#### Task details
The entries must be restated exactly as written.

*** Source information ***

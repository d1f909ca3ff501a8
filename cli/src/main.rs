#![deny(missing_docs)]

//! # oasfix CLI
//!
//! Assembles and normalizes OpenAPI documents built from fragment files.
//!
//! Supported Commands:
//! - `build`: Root document + path fragments + ingested files -> one document.
//! - `modify-paths`: Normalizes REST path fragments in place.
//! - `modify-db`: Normalizes entity schema fragments in place.

use clap::{Parser, Subcommand};
use oasfix_core::AppResult;

mod build;
mod fragments;
mod logging;
mod modify;
mod settings;

#[derive(Parser, Debug)]
#[clap(author, version, about = "OpenAPI fragment assembly and normalization")]
struct Cli {
    /// Log rule activity (`debug` level) unless `RUST_LOG` is set.
    #[clap(short, long, global = true)]
    verbose: bool,

    #[clap(subcommand)]
    command: Commands,
}

#[derive(Subcommand, Debug)]
enum Commands {
    /// Assemble the root document into a single output file.
    Build(build::BuildArgs),
    /// Normalize REST path fragments in place.
    ModifyPaths(modify::ModifyArgs),
    /// Normalize entity schema fragments in place.
    ModifyDb(modify::ModifyArgs),
}

fn main() -> AppResult<()> {
    let cli = Cli::parse();
    logging::init(cli.verbose);

    match &cli.command {
        Commands::Build(args) => build::execute(args)?,
        Commands::ModifyPaths(args) => modify::execute_paths(args)?,
        Commands::ModifyDb(args) => modify::execute_db(args)?,
    }

    Ok(())
}
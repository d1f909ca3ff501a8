#![deny(missing_docs)]

//! # Path Naming
//!
//! Derives URL path patterns from fragment file names.
//!
//! Path segments are encoded in the file stem with `.` as the delimiter, so
//! `users.{id}.json` describes `/users/{id}`. The stem `root` describes `/`.

use regex::Regex;
use serde_json::{Map, Value};
use std::sync::OnceLock;
use tracing::warn;

/// File stem reserved for the `/` path.
pub const ROOT_STEM: &str = "root";

/// Turns fragment file stems into path patterns.
#[derive(Debug, Clone, Default, PartialEq, Eq)]
pub struct PathNaming {
    /// Major API version; when set, patterns get a `/v{major}` prefix.
    pub major_version: Option<u64>,
    /// File stems that never receive the version prefix.
    pub no_vprefix: Vec<String>,
}

impl PathNaming {
    /// Naming policy for the root document `document`.
    pub fn for_document(document: &Value, no_vprefix: &[String]) -> Self {
        Self {
            major_version: major_version_of(document),
            no_vprefix: no_vprefix.to_vec(),
        }
    }

    /// Path pattern for the fragment stem `stem`.
    ///
    /// e.g. `users.{id}` -> `/v2/users/{id}` with major version 2.
    pub fn path_pattern(&self, stem: &str) -> String {
        if stem == ROOT_STEM {
            return "/".to_string();
        }

        let path = format!("/{}", stem.replace('.', "/"));
        match self.major_version {
            Some(major) if !self.no_vprefix.iter().any(|s| s == stem) => {
                format!("/v{major}{path}")
            }
            _ => path,
        }
    }
}

/// Reads the major version from `info.version` (`"2.1.0"` -> `2`).
///
/// A leading `v` is tolerated. Missing or non-numeric versions yield `None`.
pub fn major_version_of(document: &Value) -> Option<u64> {
    let version = document.get("info")?.get("version")?.as_str()?;
    let trimmed = version.trim().trim_start_matches(['v', 'V']);
    let major = trimmed.split('.').next().unwrap_or_default();

    match major.parse::<u64>() {
        Ok(major) => Some(major),
        Err(_) => {
            warn!("Ignoring non-numeric info.version {:?} for path prefixes", version);
            None
        }
    }
}

/// Whether `path` contains a `{name}` template segment.
pub fn is_parameterized(path: &str) -> bool {
    static PARAM_RE: OnceLock<Regex> = OnceLock::new();
    let re = PARAM_RE.get_or_init(|| Regex::new(r"\{([^/{}]+)\}").expect("Invalid regex"));
    re.is_match(path)
}

/// Reorders the top-level `paths` mapping by key. Other values are left alone.
pub fn sort_paths(document: &mut Value) {
    let Some(paths) = document.get_mut("paths").and_then(Value::as_object_mut) else {
        return;
    };

    let mut entries: Vec<(String, Value)> = std::mem::take(paths).into_iter().collect();
    entries.sort_by(|a, b| a.0.cmp(&b.0));
    *paths = entries.into_iter().collect::<Map<String, Value>>();
}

***

#### Response
repository d1f909ca3ff501a8
filename cli/src/main.rs
#![deny(missing_docs)]

//! # oasfix CLI
//!
//! Assembles and normalizes OpenAPI documents built from fragment files.
//!
//! Supported Commands:
//! - `build`: Root document + path fragments + ingested files -> one document.
//! - `modify-paths`: Normalizes REST path fragments in place.
//! - `modify-db`: Normalizes entity schema fragments in place.

use clap::{Parser, Subcommand};
use oasfix_core::AppResult;

mod build;
mod fragments;
mod logging;
mod modify;
mod settings;

#[derive(Parser, Debug)]
#[clap(author, version, about = "OpenAPI fragment assembly and normalization")]
struct Cli {
    /// Log rule activity (`debug` level) unless `RUST_LOG` is set.
    #[clap(short, long, global = true)]
    verbose: bool,

    #[clap(subcommand)]
    command: Commands,
}

#[derive(Subcommand, Debug)]
enum Commands {
    /// Assemble the root document into a single output file.
    Build(build::BuildArgs),
    /// Normalize REST path fragments in place.
    ModifyPaths(modify::ModifyArgs),
    /// Normalize entity schema fragments in place.
    ModifyDb(modify::ModifyArgs),
}

fn main() -> AppResult<()> {
    let cli = Cli::parse();
    logging::init(cli.verbose);

    match &cli.command {
        Commands::Build(args) => build::execute(args)?,
        Commands::ModifyPaths(args) => modify::execute_paths(args)?,
        Commands::ModifyDb(args) => modify::execute_db(args)?,
    }

    Ok(())
}
repository d1f909ca3ff501a8
#![deny(missing_docs)]

//! # Path Naming
//!
//! Derives URL path patterns from fragment file names.
//!
//! Path segments are encoded in the file stem with `.` as the delimiter, so
//! `users.{id}.json` describes `/users/{id}`. The stem `root` describes `/`.

use regex::Regex;
use serde_json::{Map, Value};
use std::sync::OnceLock;
use tracing::warn;

/// File stem reserved for the `/` path.
pub const ROOT_STEM: &str = "root";

/// Turns fragment file stems into path patterns.
#[derive(Debug, Clone, Default, PartialEq, Eq)]
pub struct PathNaming {
    /// Major API version; when set, patterns get a `/v{major}` prefix.
    pub major_version: Option<u64>,
    /// File stems that never receive the version prefix.
    pub no_vprefix: Vec<String>,
}

impl PathNaming {
    /// Naming policy for the root document `document`.
    pub fn for_document(document: &Value, no_vprefix: &[String]) -> Self {
        Self {
            major_version: major_version_of(document),
            no_vprefix: no_vprefix.to_vec(),
        }
    }

    /// Path pattern for the fragment stem `stem`.
    ///
    /// e.g. `users.{id}` -> `/v2/users/{id}` with major version 2.
    pub fn path_pattern(&self, stem: &str) -> String {
        if stem == ROOT_STEM {
            return "/".to_string();
        }

        let path = format!("/{}", stem.replace('.', "/"));
        match self.major_version {
            Some(major) if !self.no_vprefix.iter().any(|s| s == stem) => {
                format!("/v{major}{path}")
            }
            _ => path,
        }
    }
}

/// Reads the major version from `info.version` (`"2.1.0"` -> `2`).
///
/// A leading `v` is tolerated. Missing or non-numeric versions yield `None`.
pub fn major_version_of(document: &Value) -> Option<u64> {
    let version = document.get("info")?.get("version")?.as_str()?;
    let trimmed = version.trim().trim_start_matches(['v', 'V']);
    let major = trimmed.split('.').next().unwrap_or_default();

    match major.parse::<u64>() {
        Ok(major) => Some(major),
        Err(_) => {
            warn!("Ignoring non-numeric info.version {:?} for path prefixes", version);
            None
        }
    }
}

/// Whether `path` contains a `{name}` template segment.
pub fn is_parameterized(path: &str) -> bool {
    static PARAM_RE: OnceLock<Regex> = OnceLock::new();
    let re = PARAM_RE.get_or_init(|| Regex::new(r"\{([^/{}]+)\}").expect("Invalid regex"));
    re.is_match(path)
}

/// Reorders the top-level `paths` mapping by key. Other values are left alone.
pub fn sort_paths(document: &mut Value) {
    let Some(paths) = document.get_mut("paths").and_then(Value::as_object_mut) else {
        return;
    };

    let mut entries: Vec<(String, Value)> = std::mem::take(paths).into_iter().collect();
    entries.sort_by(|a, b| a.0.cmp(&b.0));
    *paths = entries.into_iter().collect::<Map<String, Value>>();
}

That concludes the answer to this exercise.